Carl Savignac is director of Dendroica Environnement et Faune, an environmental consulting firm specializing in avian ecology, particularly the conservation of species at risk, wetlands conservation and assessment of impacts of industrial development projects on birds and species at risk. Carl has been studying birds for over 25 years and has conducted numerous field studies in several Canadian provinces and territories, notably in the breeding range of Lesser Yellowlegs. He is currently leading a conservation project on Bobolink (Dolichonyx oryzivorus) and Eastern Meadowlark (Sturnella magna) in southern Quebec, and a habitat modelling project on Canada Warbler (Cardellina canadensis) using LIDAR technology. He has written over one hundred scientific reports and publications, including fifteen status reports on bird species in Canada and Quebec, many of them for COSEWIC.

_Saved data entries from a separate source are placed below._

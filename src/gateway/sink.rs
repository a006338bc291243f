//! # 异步日志与指标汇集器
//!
//! 请求日志、同步日志和计数增量先进入内存队列，由后台任务按批落库，
//! 热路径从不等待数据库。单批最多 `batch_size` 条，或每隔
//! `flush_interval_ms` 刷一次，先到者为准。队列打满时优先丢弃最老的
//! 非请求日志；请求日志保留到硬上限，超过后连同新条目一起丢弃并累加
//! 丢弃计数。

use std::collections::{HashMap, VecDeque};
use std::sync::atomic::{AtomicU64, Ordering};
use std::sync::{Arc, Mutex};
use std::time::Duration;

use serde::Serialize;
use serde_json::{json, Value};
use sqlx::SqlitePool;
use tokio::sync::Notify;
use tracing::{debug, error, info};

use crate::dao::metrics::{
    bump_counter_tx, bump_model_count_tx, bump_provider_metric_tx, list_counters,
    list_model_counts, list_provider_metrics, COUNTER_TOTAL_REQUESTS, COUNTER_UPSTREAM_ERRORS,
};
use crate::dao::request_log::{insert_request_log_tx, RequestLog};
use crate::dao::sync_log::{insert_sync_log_tx, SyncLog};

/// 滚动时延窗口大小
const LATENCY_WINDOW: usize = 512;

#[derive(Debug, Clone)]
pub enum SinkEvent {
    Request(RequestLog),
    Sync(SyncLog),
    Counter { key: String, delta: i64 },
    ModelCount { model: String },
    ProviderUsage { id: String, name: String, error: bool },
}

impl SinkEvent {
    fn is_request_log(&self) -> bool {
        matches!(self, SinkEvent::Request(_))
    }
}

#[derive(Debug, Clone)]
pub struct LogSinkConfig {
    pub batch_size: usize,
    pub flush_interval_ms: u64,
    /// 队列容量，同时是请求日志的硬上限
    pub queue_capacity: usize,
}

impl Default for LogSinkConfig {
    fn default() -> Self {
        Self {
            batch_size: 100,
            flush_interval_ms: 1000,
            queue_capacity: 2000,
        }
    }
}

#[derive(Debug, Default)]
struct UsageAggregates {
    counters: HashMap<String, i64>,
    models: HashMap<String, i64>,
    providers: HashMap<String, (String, i64, i64)>,
}

/// P50/P90/P99 视图
#[derive(Debug, Clone, Copy, Serialize, Default)]
pub struct LatencyPercentiles {
    pub p50: i64,
    pub p90: i64,
    pub p99: i64,
}

struct SinkInner {
    config: LogSinkConfig,
    pool: Arc<SqlitePool>,
    queue: Mutex<VecDeque<SinkEvent>>,
    notify: Notify,
    dropped: AtomicU64,
    usage: Mutex<UsageAggregates>,
    latency: Mutex<VecDeque<i64>>,
    first_byte: Mutex<VecDeque<i64>>,
    provider_latency: Mutex<HashMap<String, VecDeque<i64>>>,
}

#[derive(Clone)]
pub struct LogSink {
    inner: Arc<SinkInner>,
}

impl LogSink {
    pub fn new(pool: Arc<SqlitePool>, config: LogSinkConfig) -> Self {
        Self {
            inner: Arc::new(SinkInner {
                config,
                pool,
                queue: Mutex::new(VecDeque::new()),
                notify: Notify::new(),
                dropped: AtomicU64::new(0),
                usage: Mutex::new(UsageAggregates::default()),
                latency: Mutex::new(VecDeque::with_capacity(LATENCY_WINDOW)),
                first_byte: Mutex::new(VecDeque::with_capacity(LATENCY_WINDOW)),
                provider_latency: Mutex::new(HashMap::new()),
            }),
        }
    }

    /// 从持久化指标冷启动内存聚合，重启后管理端数字不清零
    pub async fn initialize(&self) {
        let pool = self.inner.pool.as_ref();
        let mut usage = UsageAggregates::default();
        match list_counters(pool).await {
            Ok(rows) => {
                for (key, value) in rows {
                    usage.counters.insert(key, value);
                }
            }
            Err(e) => error!(error = %e, "failed to load persisted counters"),
        }
        match list_model_counts(pool).await {
            Ok(rows) => {
                for (model, count) in rows {
                    usage.models.insert(model, count);
                }
            }
            Err(e) => error!(error = %e, "failed to load persisted model counts"),
        }
        match list_provider_metrics(pool).await {
            Ok(rows) => {
                for metric in rows {
                    usage.providers.insert(
                        metric.id,
                        (metric.name.unwrap_or_default(), metric.count, metric.errors),
                    );
                }
            }
            Err(e) => error!(error = %e, "failed to load persisted provider metrics"),
        }
        *self.inner.usage.lock().unwrap() = usage;
        info!("log sink metrics restored from storage");
    }

    /// 启动后台刷盘任务
    pub fn start(&self) {
        let inner = self.inner.clone();
        tokio::spawn(async move {
            let interval = Duration::from_millis(inner.config.flush_interval_ms);
            loop {
                tokio::select! {
                    _ = inner.notify.notified() => {}
                    _ = tokio::time::sleep(interval) => {}
                }
                if let Err(e) = flush_once(&inner).await {
                    error!(error = %e, "log sink flush failed");
                }
            }
        });
    }

    /// 入队一条事件；队列满时按溢出策略丢弃，永不阻塞
    pub fn push(&self, event: SinkEvent) {
        self.apply_to_aggregates(&event);

        let mut queue = self.inner.queue.lock().unwrap();
        if queue.len() >= self.inner.config.queue_capacity {
            // 先牺牲最老的非请求日志
            if let Some(pos) = queue.iter().position(|e| !e.is_request_log()) {
                queue.remove(pos);
                self.inner.dropped.fetch_add(1, Ordering::Relaxed);
            } else {
                // 整队都是请求日志且已到硬上限，丢弃新条目
                self.inner.dropped.fetch_add(1, Ordering::Relaxed);
                return;
            }
        }
        queue.push_back(event);
        let should_flush = queue.len() >= self.inner.config.batch_size;
        drop(queue);
        if should_flush {
            self.inner.notify.notify_one();
        }
    }

    /// 请求完成日志（热路径入口）
    pub fn log_request(&self, log: RequestLog) {
        self.record_latency(log.duration);
        self.push(SinkEvent::Counter {
            key: COUNTER_TOTAL_REQUESTS.to_string(),
            delta: 1,
        });
        self.push(SinkEvent::Request(log));
    }

    /// 模型同步日志
    pub fn log_sync(&self, log: SyncLog) {
        self.push(SinkEvent::Sync(log));
    }

    /// 记录一次上游使用（计数 + 每供应商统计）
    pub fn track_usage(&self, provider_id: &str, provider_name: &str, model: &str) {
        self.push(SinkEvent::ModelCount {
            model: model.to_string(),
        });
        self.push(SinkEvent::ProviderUsage {
            id: provider_id.to_string(),
            name: provider_name.to_string(),
            error: false,
        });
    }

    /// 记录一次上游错误
    pub fn track_upstream_error(&self, provider_id: &str, provider_name: &str) {
        self.push(SinkEvent::Counter {
            key: COUNTER_UPSTREAM_ERRORS.to_string(),
            delta: 1,
        });
        self.push(SinkEvent::ProviderUsage {
            id: provider_id.to_string(),
            name: provider_name.to_string(),
            error: true,
        });
    }

    /// 总时延样本（毫秒）
    pub fn record_latency(&self, duration_ms: i64) {
        let mut window = self.inner.latency.lock().unwrap();
        if window.len() >= LATENCY_WINDOW {
            window.pop_front();
        }
        window.push_back(duration_ms);
    }

    /// 首字节时延样本，单独成指标，不参与评分
    pub fn record_first_byte(&self, duration_ms: i64) {
        let mut window = self.inner.first_byte.lock().unwrap();
        if window.len() >= LATENCY_WINDOW {
            window.pop_front();
        }
        window.push_back(duration_ms);
    }

    /// 按供应商记录时延样本，/health 的分位数从这里出
    pub fn record_provider_latency(&self, provider_id: &str, duration_ms: i64) {
        let mut map = self.inner.provider_latency.lock().unwrap();
        let window = map.entry(provider_id.to_string()).or_default();
        if window.len() >= LATENCY_WINDOW {
            window.pop_front();
        }
        window.push_back(duration_ms);
    }

    pub fn provider_percentiles(&self, provider_id: &str) -> LatencyPercentiles {
        let map = self.inner.provider_latency.lock().unwrap();
        map.get(provider_id)
            .map(percentiles_of)
            .unwrap_or_default()
    }

    /// 供应商删除时回收其时延窗口
    pub fn forget_provider(&self, provider_id: &str) {
        self.inner
            .provider_latency
            .lock()
            .unwrap()
            .remove(provider_id);
    }

    pub fn latency_percentiles(&self) -> LatencyPercentiles {
        percentiles_of(&self.inner.latency.lock().unwrap())
    }

    pub fn first_byte_percentiles(&self) -> LatencyPercentiles {
        percentiles_of(&self.inner.first_byte.lock().unwrap())
    }

    pub fn dropped_count(&self) -> u64 {
        self.inner.dropped.load(Ordering::Relaxed)
    }

    /// 管理端指标快照
    pub fn metrics_view(&self) -> Value {
        let usage = self.inner.usage.lock().unwrap();
        let providers: HashMap<&String, Value> = usage
            .providers
            .iter()
            .map(|(id, (name, count, errors))| {
                (id, json!({ "name": name, "count": count, "errors": errors }))
            })
            .collect();
        json!({
            "counters": &usage.counters,
            "models": &usage.models,
            "providers": providers,
            "latency": self.latency_percentiles(),
            "firstByteLatency": self.first_byte_percentiles(),
            "droppedLogs": self.dropped_count(),
        })
    }

    fn apply_to_aggregates(&self, event: &SinkEvent) {
        let mut usage = self.inner.usage.lock().unwrap();
        match event {
            SinkEvent::Counter { key, delta } => {
                *usage.counters.entry(key.clone()).or_insert(0) += delta;
            }
            SinkEvent::ModelCount { model } => {
                *usage.models.entry(model.clone()).or_insert(0) += 1;
            }
            SinkEvent::ProviderUsage { id, name, error } => {
                let entry = usage
                    .providers
                    .entry(id.clone())
                    .or_insert_with(|| (name.clone(), 0, 0));
                entry.0 = name.clone();
                if *error {
                    entry.2 += 1;
                } else {
                    entry.1 += 1;
                }
            }
            _ => {}
        }
    }

    /// 立刻刷空队列（测试与停机路径）
    pub async fn flush(&self) -> anyhow::Result<()> {
        while !self.inner.queue.lock().unwrap().is_empty() {
            flush_once(&self.inner).await?;
        }
        Ok(())
    }

    /// 当前排队长度
    pub fn queued(&self) -> usize {
        self.inner.queue.lock().unwrap().len()
    }
}

/// 取一批写库，同批内的计数增量先合并再落盘
async fn flush_once(inner: &SinkInner) -> anyhow::Result<()> {
    let batch: Vec<SinkEvent> = {
        let mut queue = inner.queue.lock().unwrap();
        let take = queue.len().min(inner.config.batch_size);
        queue.drain(..take).collect()
    };
    if batch.is_empty() {
        return Ok(());
    }

    let mut counter_deltas: HashMap<String, i64> = HashMap::new();
    let mut model_deltas: HashMap<String, i64> = HashMap::new();
    let mut provider_deltas: HashMap<String, (String, i64, i64)> = HashMap::new();

    let mut tx = inner.pool.begin().await?;
    for event in &batch {
        match event {
            SinkEvent::Request(log) => {
                insert_request_log_tx(&mut tx, log).await?;
            }
            SinkEvent::Sync(log) => {
                insert_sync_log_tx(&mut tx, log).await?;
            }
            SinkEvent::Counter { key, delta } => {
                *counter_deltas.entry(key.clone()).or_insert(0) += delta;
            }
            SinkEvent::ModelCount { model } => {
                *model_deltas.entry(model.clone()).or_insert(0) += 1;
            }
            SinkEvent::ProviderUsage { id, name, error } => {
                let entry = provider_deltas
                    .entry(id.clone())
                    .or_insert_with(|| (name.clone(), 0, 0));
                if *error {
                    entry.2 += 1;
                } else {
                    entry.1 += 1;
                }
            }
        }
    }
    for (key, delta) in &counter_deltas {
        bump_counter_tx(&mut tx, key, *delta).await?;
    }
    for (model, delta) in &model_deltas {
        bump_model_count_tx(&mut tx, model, *delta).await?;
    }
    for (id, (name, count, errors)) in &provider_deltas {
        bump_provider_metric_tx(&mut tx, id, name, *count, *errors).await?;
    }
    tx.commit().await?;

    debug!(batch = batch.len(), "log sink batch flushed");

    // 队列里还有整批就继续追
    if inner.queue.lock().unwrap().len() >= inner.config.batch_size {
        inner.notify.notify_one();
    }
    Ok(())
}

fn percentiles_of(window: &VecDeque<i64>) -> LatencyPercentiles {
    if window.is_empty() {
        return LatencyPercentiles::default();
    }
    let mut samples: Vec<i64> = window.iter().copied().collect();
    samples.sort_unstable();
    let pick = |q: f64| -> i64 {
        let idx = ((samples.len() as f64) * q) as usize;
        samples[idx.min(samples.len() - 1)]
    };
    LatencyPercentiles {
        p50: pick(0.5),
        p90: pick(0.9),
        p99: pick(0.99),
    }
}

Appendix 1: threats assessment worksheet for the lesser yellowlegs

Threats assessment worksheet

Species or ecosystem scientific name:

Lesser Yellowlegs (Tringa flavipes)

Element ID

Not applicable

Elcode

Not applicable

Date:

2019-09-05

Assessor(s):

Carl Savignac (report writer), Marcel Gahbauer (co-chair), Dwayne Lepitzki (facilitator), Marie-France Noel (COSEWIC Secretariat), Brad Andres, Christian Artuso, Louise Blight, Mike Burrell, Marc-Andre Cyr, Scott Flemming, Frankie-Jean Gagnon, Inge-Jean Hansen, Laura McDuffie, Rosemin Nathoo.

References:

Not applicable

Assigned overall threat impact:

BC = Medium to High

Impact adjustment reasons:

Not applicable

Overall threat comments

Generation length of 4 years, i.e., time frame for severity and timing is 12 years into the future. Although most scored threats are considered to have a low impact, the cumulative impact of threats from seven categories plus uncertainty about aspects of climate change justify an overall impact range of medium to high.

Classification of Threats adopted from IUCN-CMP, Salafsky et al. (2008).